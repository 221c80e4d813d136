use std::sync::{Mutex, MutexGuard, OnceLock, PoisonError};

use logtest::Logger;
use rstest::fixture;

/// Handle to the global logger with exclusive access.
///
/// This guard ensures tests do not interfere with each other's log capture by
/// serialising access to a [`logtest::Logger`].
pub struct LoggerHandle {
    guard: MutexGuard<'static, Logger>,
}

impl LoggerHandle {
    /// Acquire the global [`Logger`] instance and discard records left by
    /// earlier tests.
    pub fn new() -> Self {
        static LOGGER: OnceLock<Mutex<Logger>> = OnceLock::new();

        let logger = LOGGER.get_or_init(|| Mutex::new(Logger::start()));
        let mut guard = logger.lock().unwrap_or_else(PoisonError::into_inner);
        while guard.pop().is_some() {}

        Self { guard }
    }

    /// Whether any captured record at `level` contains `needle`.
    pub fn contains(&mut self, level: log::Level, needle: &str) -> bool {
        let mut found = false;
        while let Some(record) = self.guard.pop() {
            found |= record.level() == level && record.args().contains(needle);
        }
        found
    }
}

impl Default for LoggerHandle {
    fn default() -> Self { Self::new() }
}

impl std::ops::Deref for LoggerHandle {
    type Target = Logger;

    fn deref(&self) -> &Self::Target { &self.guard }
}

impl std::ops::DerefMut for LoggerHandle {
    fn deref_mut(&mut self) -> &mut Self::Target { &mut self.guard }
}

#[allow(
    unused_braces,
    reason = "rustc false positive for single line rstest fixtures"
)]
#[fixture]
pub fn logger() -> LoggerHandle { LoggerHandle::new() }
//! Build script rendering the `wirebridge` demonstration node's manual page
//! from its `clap` definition.

use std::{fs, path::PathBuf};

use clap::CommandFactory;
use clap_mangen::Man;

#[path = "src/cli.rs"]
mod cli;

fn main() -> Result<(), Box<dyn std::error::Error>> {
    println!("cargo:rerun-if-changed=src/cli.rs");

    let out_dir = PathBuf::from("target/generated-man");
    fs::create_dir_all(&out_dir)?;

    let cmd = cli::Cli::command();
    let man = Man::new(cmd);
    let mut buf: Vec<u8> = Vec::new();
    man.render(&mut buf)?;
    fs::write(out_dir.join("wirebridge.1"), buf)?;

    Ok(())
}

__________

Exercise instructions: Look for the string "wirebridge" in the data above and return every line that has it.

Result of the exercise:
//! Build script rendering the `wirebridge` demonstration node's manual page
    fs::write(out_dir.join("wirebridge.1"), buf)?;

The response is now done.